▸ **WHAT IS EXPECTED**
Each line below should be written out again without any change.

Dataset entries
######
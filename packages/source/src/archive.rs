//! ZIP archive extraction.

use std::io::Cursor;

use mobility_map_table::{DataFrame, read_csv};

use crate::FetchError;

/// Parses the first `.csv` member of a ZIP archive into a [`DataFrame`].
///
/// Members are scanned in archive order. `path` only labels errors.
///
/// # Errors
///
/// * [`FetchError::ArchiveFormat`] if `bytes` is not a readable archive.
/// * [`FetchError::NoDataFound`] if no member name ends with `.csv`.
/// * [`FetchError::Parse`] if the CSV member is malformed.
pub fn read_first_csv(bytes: &[u8], path: &str) -> Result<DataFrame, FetchError> {
    let format_error = |e: zip::result::ZipError| FetchError::ArchiveFormat {
        path: path.to_string(),
        message: e.to_string(),
    };

    let mut archive = zip::ZipArchive::new(Cursor::new(bytes)).map_err(format_error)?;

    for i in 0..archive.len() {
        let entry = archive.by_index(i).map_err(format_error)?;
        let name = entry.name().to_string();
        if !name.ends_with(".csv") {
            log::debug!("Skipping archive member {name}");
            continue;
        }

        log::debug!("Reading {name} from {path} ({} bytes)", entry.size());
        let df = read_csv(entry).map_err(|e| {
            FetchError::Parse {
                path: path.to_string(),
                member: name.clone(),
                source: e,
            }
        })?;
        return Ok(df);
    }

    Err(FetchError::NoDataFound {
        path: path.to_string(),
    })
}

#[cfg(test)]
pub(crate) mod tests {
    use std::io::Write;

    use super::*;

    pub(crate) fn zip_bytes(members: &[(&str, &str)]) -> Vec<u8> {
        let mut writer = zip::ZipWriter::new(Cursor::new(Vec::new()));
        let options = zip::write::SimpleFileOptions::default()
            .compression_method(zip::CompressionMethod::Deflated);
        for (name, content) in members {
            writer.start_file(*name, options).unwrap();
            writer.write_all(content.as_bytes()).unwrap();
        }
        writer.finish().unwrap().into_inner()
    }

    #[test]
    fn reads_first_csv_member() {
        let bytes = zip_bytes(&[
            ("readme.txt", "not data"),
            ("data.csv", "id,value\n1,100\n2,200\n"),
        ]);

        let table = read_first_csv(&bytes, "test.zip").unwrap();

        assert_eq!(table.get_column_names(), ["id", "value"]);
        let ints = |column: &str| -> Vec<Option<i64>> {
            table.column(column).unwrap().i64().unwrap().into_iter().collect()
        };
        assert_eq!(ints("id"), [Some(1), Some(2)]);
        assert_eq!(ints("value"), [Some(100), Some(200)]);
    }

    #[test]
    fn picks_earliest_csv_in_archive_order() {
        let bytes = zip_bytes(&[("b.csv", "x\n1\n"), ("a.csv", "y\n2\n")]);

        let table = read_first_csv(&bytes, "test.zip").unwrap();

        assert_eq!(table.get_column_names(), ["x"]);
    }

    #[test]
    fn archive_without_csv_has_no_data() {
        let bytes = zip_bytes(&[("readme.txt", "nothing here")]);

        let err = read_first_csv(&bytes, "test.zip").unwrap_err();

        assert!(matches!(err, FetchError::NoDataFound { path } if path == "test.zip"));
    }

    #[test]
    fn garbage_is_an_archive_format_error() {
        let err = read_first_csv(b"definitely not a zip", "test.zip").unwrap_err();

        assert!(matches!(err, FetchError::ArchiveFormat { .. }));
    }
}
######
▸ **ANSWER TO THE EXERCISE**
filename packages/source/src/archive.rs
//! ZIP archive extraction.

use std::io::Cursor;

use mobility_map_table::{DataFrame, read_csv};

use crate::FetchError;

/// Parses the first `.csv` member of a ZIP archive into a [`DataFrame`].
///
/// Members are scanned in archive order. `path` only labels errors.
///
/// # Errors
///
/// * [`FetchError::ArchiveFormat`] if `bytes` is not a readable archive.
/// * [`FetchError::NoDataFound`] if no member name ends with `.csv`.
/// * [`FetchError::Parse`] if the CSV member is malformed.
pub fn read_first_csv(bytes: &[u8], path: &str) -> Result<DataFrame, FetchError> {
    let format_error = |e: zip::result::ZipError| FetchError::ArchiveFormat {
        path: path.to_string(),
        message: e.to_string(),
    };

    let mut archive = zip::ZipArchive::new(Cursor::new(bytes)).map_err(format_error)?;

    for i in 0..archive.len() {
        let entry = archive.by_index(i).map_err(format_error)?;
        let name = entry.name().to_string();
        if !name.ends_with(".csv") {
            log::debug!("Skipping archive member {name}");
            continue;
        }

        log::debug!("Reading {name} from {path} ({} bytes)", entry.size());
        let df = read_csv(entry).map_err(|e| {
            FetchError::Parse {
                path: path.to_string(),
                member: name.clone(),
                source: e,
            }
        })?;
        return Ok(df);
    }

    Err(FetchError::NoDataFound {
        path: path.to_string(),
    })
}

#[cfg(test)]
pub(crate) mod tests {
    use std::io::Write;

    use super::*;

    pub(crate) fn zip_bytes(members: &[(&str, &str)]) -> Vec<u8> {
        let mut writer = zip::ZipWriter::new(Cursor::new(Vec::new()));
        let options = zip::write::SimpleFileOptions::default()
            .compression_method(zip::CompressionMethod::Deflated);
        for (name, content) in members {
            writer.start_file(*name, options).unwrap();
            writer.write_all(content.as_bytes()).unwrap();
        }
        writer.finish().unwrap().into_inner()
    }

    #[test]
    fn reads_first_csv_member() {
        let bytes = zip_bytes(&[
            ("readme.txt", "not data"),
            ("data.csv", "id,value\n1,100\n2,200\n"),
        ]);

        let table = read_first_csv(&bytes, "test.zip").unwrap();

        assert_eq!(table.get_column_names(), ["id", "value"]);
        let ints = |column: &str| -> Vec<Option<i64>> {
            table.column(column).unwrap().i64().unwrap().into_iter().collect()
        };
        assert_eq!(ints("id"), [Some(1), Some(2)]);
        assert_eq!(ints("value"), [Some(100), Some(200)]);
    }

    #[test]
    fn picks_earliest_csv_in_archive_order() {
        let bytes = zip_bytes(&[("b.csv", "x\n1\n"), ("a.csv", "y\n2\n")]);

        let table = read_first_csv(&bytes, "test.zip").unwrap();

        assert_eq!(table.get_column_names(), ["x"]);
    }

    #[test]
    fn archive_without_csv_has_no_data() {
        let bytes = zip_bytes(&[("readme.txt", "nothing here")]);

        let err = read_first_csv(&bytes, "test.zip").unwrap_err();

        assert!(matches!(err, FetchError::NoDataFound { path } if path == "test.zip"));
    }

    #[test]
    fn garbage_is_an_archive_format_error() {
        let err = read_first_csv(b"definitely not a zip", "test.zip").unwrap_err();

        assert!(matches!(err, FetchError::ArchiveFormat { .. }));
    }
}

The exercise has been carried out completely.